Augusto Magli

Personal information
- Full name: Augusto Magli
- Date of birth: 9 March 1923
- Place of birth: Molinella, Italy
- Date of death: 1 November 1998 (aged 75)
- Place of death: São Paulo, Brazil
- Height: 1.78 m (5 ft 10 in)
- Position(s): Midfielder

Senior career*
- Years: Team / Apps / (Gls)
- 1939–1941: Molinella / 1 / (0)
- 1941–1943: Fiorentina / 3 / (0)
- 1944: Bologna / 1 / (0)
- 1945–1954: Fiorentina / 244 / (3)
- 1954–1957: Udinese / 85 / (3)
- 1957–1958: Roma / 31 / (1)

International career
- 1950: Italy / 1 / (0)
- 1950: Italy B / 1 / (0)

= Augusto Magli =

Italian footballer (1923-1998)

Augusto Magli (/it/; 9 March 1923 – 1 November 1998) was an Italian footballer who played as a midfielder.

==Club career==
Nicknamed 'Mancino', Augusto Magli made his debut in Serie A when he was 17 years old with Fiorentina and played for the Florence side until 1954, just after reaching 30 years of age.

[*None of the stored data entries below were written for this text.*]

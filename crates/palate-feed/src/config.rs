//! Engine configuration
//!
//! Loaded from TOML; every key is optional.
//!
//! ```toml
//! page_size = 18
//! roster_ttl_secs = 1800
//! page_ttl_secs = 300
//! search_debounce_ms = 500
//! include_photos = false
//! ```

use crate::error::FeedError;
use serde::{Deserialize, Serialize};
use std::path::Path;
use std::time::Duration;

/// Feed engine configuration
#[derive(Debug, Clone, PartialEq, Eq, Serialize, Deserialize)]
#[serde(default)]
pub struct FeedConfig {
    /// Items per page
    pub page_size: usize,
    /// Friend roster cache lifetime
    pub roster_ttl_secs: u64,
    /// Fetched-page cache lifetime
    pub page_ttl_secs: u64,
    /// Corpus count cache lifetime
    pub metadata_ttl_secs: u64,
    /// Quiet period before typed search text is applied
    pub search_debounce_ms: u64,
    /// Upper bound for every remote call
    pub remote_timeout_ms: u64,
    /// Maximum cached pages
    pub page_cache_capacity: u64,
    /// Whether page queries project photo references
    pub include_photos: bool,
}

impl FeedConfig {
    /// Create default configuration
    #[inline]
    #[must_use]
    pub fn new() -> Self {
        Self::default()
    }

    /// Parse TOML
    ///
    /// # Errors
    /// Returns `FeedError::Config` on malformed TOML or invalid values
    pub fn from_toml_str(raw: &str) -> Result<Self, FeedError> {
        let config: Self = toml::from_str(raw).map_err(|e| FeedError::Config(e.to_string()))?;
        config.validate()?;
        Ok(config)
    }

    /// Read and parse a TOML file
    ///
    /// # Errors
    /// Returns `FeedError::Config` if the file cannot be read or parsed
    pub fn from_file(path: impl AsRef<Path>) -> Result<Self, FeedError> {
        let path = path.as_ref();
        let raw = std::fs::read_to_string(path)
            .map_err(|e| FeedError::Config(format!("{}: {e}", path.display())))?;
        Self::from_toml_str(&raw)
    }

    /// Reject values the engine cannot run with
    ///
    /// # Errors
    /// Returns `FeedError::Config` naming the first offending key
    pub fn validate(&self) -> Result<(), FeedError> {
        let zero = [
            ("page_size", self.page_size as u64),
            ("roster_ttl_secs", self.roster_ttl_secs),
            ("page_ttl_secs", self.page_ttl_secs),
            ("metadata_ttl_secs", self.metadata_ttl_secs),
            ("search_debounce_ms", self.search_debounce_ms),
            ("remote_timeout_ms", self.remote_timeout_ms),
            ("page_cache_capacity", self.page_cache_capacity),
        ]
        .into_iter()
        .find(|(_, v)| *v == 0);

        match zero {
            Some((key, _)) => Err(FeedError::Config(format!("{key} must be greater than zero"))),
            None => Ok(()),
        }
    }

    /// With page size
    #[inline]
    #[must_use]
    pub fn with_page_size(mut self, page_size: usize) -> Self {
        self.page_size = page_size;
        self
    }

    /// With search debounce
    #[inline]
    #[must_use]
    pub fn with_search_debounce(mut self, quiet: Duration) -> Self {
        self.search_debounce_ms = quiet.as_millis() as u64;
        self
    }

    /// With remote timeout
    #[inline]
    #[must_use]
    pub fn with_remote_timeout(mut self, timeout: Duration) -> Self {
        self.remote_timeout_ms = timeout.as_millis() as u64;
        self
    }

    /// With photo projection
    #[inline]
    #[must_use]
    pub fn with_photos(mut self, include_photos: bool) -> Self {
        self.include_photos = include_photos;
        self
    }

    /// Roster TTL
    #[must_use]
    pub fn roster_ttl(&self) -> Duration {
        Duration::from_secs(self.roster_ttl_secs)
    }

    /// Page TTL
    #[must_use]
    pub fn page_ttl(&self) -> Duration {
        Duration::from_secs(self.page_ttl_secs)
    }

    /// Metadata TTL
    #[must_use]
    pub fn metadata_ttl(&self) -> Duration {
        Duration::from_secs(self.metadata_ttl_secs)
    }

    /// Debounce quiet period
    #[must_use]
    pub fn search_debounce(&self) -> Duration {
        Duration::from_millis(self.search_debounce_ms)
    }

    /// Remote call timeout
    #[must_use]
    pub fn remote_timeout(&self) -> Duration {
        Duration::from_millis(self.remote_timeout_ms)
    }
}

impl Default for FeedConfig {
    fn default() -> Self {
        Self {
            page_size: 18,
            roster_ttl_secs: 30 * 60,
            page_ttl_secs: 5 * 60,
            metadata_ttl_secs: 10 * 60,
            search_debounce_ms: 500,
            remote_timeout_ms: 10_000,
            page_cache_capacity: 512,
            include_photos: true,
        }
    }
}
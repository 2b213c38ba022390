//! Testing utilities for the Palate workspace
//!
//! Shared corpora, friend builders, and a ready-wired feed over the
//! in-memory backend.

#![allow(missing_docs)]

use chrono::{DateTime, Duration, TimeZone, Utc};
use palate_feed::{FeedConfig, FeedController, MemorySocialGraph, MemoryStore, StaticAuth};
use palate_model::{FriendRef, RawRecord, UserId};
use std::sync::Arc;

pub const CATEGORIES: [&str; 4] = ["Italian", "Japanese", "Cafe", "Bakery"];
pub const CITIES: [&str; 3] = ["Lisbon", "Porto", "Madrid"];

pub fn friend(username: &str) -> FriendRef {
    FriendRef::new(UserId::new(), username)
}

pub fn base_time() -> DateTime<Utc> {
    Utc.with_ymd_and_hms(2024, 6, 1, 12, 0, 0).unwrap()
}

/// Builds records with strictly decreasing `created_at`
///
/// Categories and cities cycle so facet filters have something to match.
#[derive(Debug, Default)]
pub struct CorpusBuilder {
    records: Vec<RawRecord>,
}

impl CorpusBuilder {
    pub fn new() -> Self {
        Self::default()
    }

    fn next(&mut self, owner: &FriendRef, prefix: &str) -> RawRecord {
        let seq = self.records.len();
        let mut raw = RawRecord::new(
            owner.id,
            format!("{prefix} {} {seq:03}", owner.username),
            base_time() - Duration::minutes(seq as i64),
        );
        raw.category = Some(CATEGORIES[seq % CATEGORIES.len()].to_string());
        raw.city = Some(CITIES[seq % CITIES.len()].to_string());
        raw.photo_refs = vec![format!("photos/{seq}.jpg")];
        raw
    }

    pub fn rated(mut self, owner: &FriendRef, count: usize) -> Self {
        for _ in 0..count {
            let mut raw = self.next(owner, "rated");
            raw.rating = Some(5.0 + (self.records.len() % 5) as f32);
            self.records.push(raw);
        }
        self
    }

    pub fn wishlist(mut self, owner: &FriendRef, count: usize) -> Self {
        for _ in 0..count {
            let mut raw = self.next(owner, "wish");
            raw.is_wishlist = true;
            self.records.push(raw);
        }
        self
    }

    pub fn build(self) -> Vec<RawRecord> {
        self.records
    }
}

/// A signed-in user, their friends, and everything those friends rated
#[derive(Debug, Clone)]
pub struct Scenario {
    pub user: UserId,
    pub friends: Vec<FriendRef>,
    pub records: Vec<RawRecord>,
}

impl Scenario {
    pub fn friend(&self, username: &str) -> &FriendRef {
        self.friends
            .iter()
            .find(|f| f.username == username)
            .unwrap_or_else(|| panic!("no friend named {username}"))
    }

    pub fn records_of(&self, username: &str) -> Vec<&RawRecord> {
        let id = self.friend(username).id;
        self.records.iter().filter(|r| r.owner_id == id).collect()
    }
}

/// Ana has 10 rated and 2 wishlisted places; Bo has 5 rated
pub fn two_friends() -> Scenario {
    let ana = friend("ana").with_display_name("Ana Lima");
    let bo = friend("bo").with_display_name("Bo Berg");
    let records = CorpusBuilder::new()
        .rated(&ana, 6)
        .wishlist(&ana, 1)
        .rated(&bo, 5)
        .rated(&ana, 4)
        .wishlist(&ana, 1)
        .build();
    Scenario {
        user: UserId::new(),
        friends: vec![ana, bo],
        records,
    }
}

/// `total` rated places split between two friends
pub fn uniform(total: usize) -> Scenario {
    let ana = friend("ana").with_display_name("Ana Lima");
    let bo = friend("bo").with_display_name("Bo Berg");
    let mut builder = CorpusBuilder::new();
    for i in 0..total {
        builder = builder.rated(if i % 2 == 0 { &ana } else { &bo }, 1);
    }
    Scenario {
        user: UserId::new(),
        friends: vec![ana, bo],
        records: builder.build(),
    }
}

/// A feed wired to in-memory collaborators, with handles to each
pub struct Fixture {
    pub scenario: Scenario,
    pub auth: Arc<StaticAuth>,
    pub graph: Arc<MemorySocialGraph>,
    pub store: Arc<MemoryStore>,
    pub feed: Arc<FeedController>,
}

impl Fixture {
    pub fn new(scenario: Scenario) -> Self {
        Self::with_config(scenario, FeedConfig::new())
    }

    pub fn with_config(scenario: Scenario, config: FeedConfig) -> Self {
        let auth = Arc::new(StaticAuth::signed_in(scenario.user));
        let graph = Arc::new(MemorySocialGraph::with_friends(
            scenario.user,
            scenario.friends.clone(),
        ));
        let store = Arc::new(MemoryStore::new(scenario.records.clone()));
        let feed = FeedController::new(config, auth.clone(), graph.clone(), store.clone())
            .expect("fixture config is valid");
        Self {
            scenario,
            auth,
            graph,
            store,
            feed,
        }
    }

    /// Ids shown on the current page, in order
    pub fn visible_ids(&self) -> Vec<palate_model::ItemId> {
        self.feed.visible_page().items.iter().map(|i| i.id).collect()
    }
}

#[cfg(test)]
mod tests {
    use super::*;

    #[test]
    fn two_friends_has_expected_shape() {
        let s = two_friends();
        let ana = s.records_of("ana");
        let bo = s.records_of("bo");
        assert_eq!(ana.iter().filter(|r| r.is_rated()).count(), 10);
        assert_eq!(ana.iter().filter(|r| r.is_wishlist).count(), 2);
        assert_eq!(bo.iter().filter(|r| r.is_rated()).count(), 5);
        assert!(bo.iter().all(|r| !r.is_wishlist));
    }

    #[test]
    fn created_at_strictly_decreases() {
        let s = uniform(40);
        assert_eq!(s.records.len(), 40);
        assert!(s.records.windows(2).all(|w| w[0].created_at > w[1].created_at));
    }
}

At Fiorentina he became the club's star player, although unfortunately they were a mid-table team in those years. He then left Fiorentina for Udinese which finished in second place behind A.C. Milan in Serie A during the 1954–55 season. He then retired at the age of 35 after playing for Roma.

==International career==
Magli made his only appearance for the national team at the 1950 World Cup in the opening match against Sweden.